Information provided:
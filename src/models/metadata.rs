//! Universal model metadata shared by every source
//!
//! A [`ModelMetadata`] is what a source returns from search and info lookups. The
//! `extra` bag carries source-specific data and never leaves the process: it is
//! skipped when serializing for the index or for API responses.

use serde::{Deserialize, Serialize};
use serde_json::{Map, Value};

/// Description of a remote model
#[derive(Debug, Clone, Default, PartialEq, Serialize, Deserialize)]
#[serde(default)]
pub struct ModelMetadata {
    // Identity
    pub source: String,
    pub model_id: String,
    pub model_name: String,
    pub author: String,

    // Size
    pub total_size_bytes: u64,
    pub file_count: u64,

    /// Parameter count in billions (30 = 30B)
    pub parameter_count: Option<u64>,
    /// "llama", "qwen", ...
    pub architecture: Option<String>,
    /// Ordered set of formats such as "gguf" or "safetensors"
    pub format: Vec<String>,
    /// "Q4_K_M", "fp16", ...
    pub quantization: Option<String>,

    pub tags: Vec<String>,
    pub license: Option<String>,
    pub downloads: u64,
    pub likes: u64,
    pub created_at: String,
    pub updated_at: String,

    pub web_url: String,
    pub repo_url: String,

    #[serde(skip)]
    pub extra: Map<String, Value>,
}

impl ModelMetadata {
    /// Minimal metadata for a model known only by id
    pub fn new(source: impl Into<String>, model_id: impl Into<String>) -> Self {
        let model_id = model_id.into();
        let (author, model_name) = split_model_id(&model_id);

        Self {
            source: source.into(),
            author: author.to_string(),
            model_name: model_name.to_string(),
            model_id,
            ..Default::default()
        }
    }

    /// JSON object persisted in the index entry
    ///
    /// `extra` is always dropped. Serialization of the remaining fields cannot fail
    /// for well-formed values, but if it ever does the model is still registered with
    /// a stringified fallback instead of aborting.
    pub fn to_persisted(&self) -> Map<String, Value> {
        match serde_json::to_value(self) {
            Ok(Value::Object(map)) => map,
            Ok(other) => {
                let mut map = Map::new();
                map.insert("model_id".to_string(), Value::String(self.model_id.clone()));
                map.insert("raw".to_string(), Value::String(other.to_string()));
                map
            }
            Err(e) => {
                tracing::warn!(
                    model_id = %self.model_id,
                    error = %e,
                    "Metadata not serializable, storing string form"
                );
                let mut map = Map::new();
                map.insert("model_id".to_string(), Value::String(self.model_id.clone()));
                map.insert("raw".to_string(), Value::String(format!("{:?}", self)));
                map
            }
        }
    }
}

/// Split `org/name` into `(org, name)`. Ids without an org use the full id for both.
pub fn split_model_id(model_id: &str) -> (&str, &str) {
    let author = model_id.split('/').next().unwrap_or(model_id);
    let name = model_id.rsplit('/').next().unwrap_or(model_id);
    (author, name)
}
//! On-disk layout and path validation
//!
//! Source names and model ids reach the filesystem from remote search results and
//! user input. Anything that could escape the storage root is rejected before a
//! path is built.

use crate::error::{DevonError, Result};
use std::path::{Component, Path, PathBuf};

/// Validate a source name: one plain path segment
pub fn validate_source_name(source: &str) -> Result<()> {
    if source.is_empty() {
        return Err(DevonError::validation("Source name must not be empty"));
    }
    if source.contains(['/', '\\', '\0']) || source == "." || source == ".." {
        return Err(DevonError::validation(format!(
            "Invalid source name '{source}'"
        )));
    }
    Ok(())
}

/// Validate a model id: one or more plain segments separated by `/`
pub fn validate_model_id(model_id: &str) -> Result<()> {
    if model_id.trim().is_empty() {
        return Err(DevonError::validation("Model id must not be empty"));
    }
    if model_id.starts_with('/') {
        return Err(DevonError::validation(format!(
            "Model id '{model_id}' must not be an absolute path"
        )));
    }
    if model_id.contains(['\\', '\0']) {
        return Err(DevonError::validation(format!(
            "Model id '{model_id}' contains an illegal character"
        )));
    }
    for segment in model_id.split('/') {
        match segment {
            "" => {
                return Err(DevonError::validation(format!(
                    "Model id '{model_id}' contains an empty path segment"
                )));
            }
            "." | ".." => {
                return Err(DevonError::validation(format!(
                    "Model id '{model_id}' must not contain '{segment}' segments"
                )));
            }
            _ => {}
        }
    }
    Ok(())
}

/// `base / source / model_id`, rejecting anything that would leave `base`
pub fn resolve_model_path(base: &Path, source: &str, model_id: &str) -> Result<PathBuf> {
    validate_source_name(source)?;
    validate_model_id(model_id)?;

    let path = base.join(source).join(model_id);

    // Belt over the segment checks: a platform prefix or root must never appear
    let escapes = path
        .strip_prefix(base)
        .map(|rel| {
            rel.components()
                .any(|c| !matches!(c, Component::Normal(_)))
        })
        .unwrap_or(true);
    if escapes {
        return Err(DevonError::validation(format!(
            "Model id '{model_id}' resolves outside the storage root"
        )));
    }

    Ok(path)
}

/// True if `path` is strictly inside `root`, compared lexically
pub fn is_within(root: &Path, path: &Path) -> bool {
    path.strip_prefix(root)
        .map(|rel| {
            rel.components().next().is_some()
                && rel.components().all(|c| matches!(c, Component::Normal(_)))
        })
        .unwrap_or(false)
}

Problem requirements: Show every line in the entries above that contains the string "never".

Written solution:
//! `extra` bag carries source-specific data and never leaves the process: it is
    // Belt over the segment checks: a platform prefix or root must never appear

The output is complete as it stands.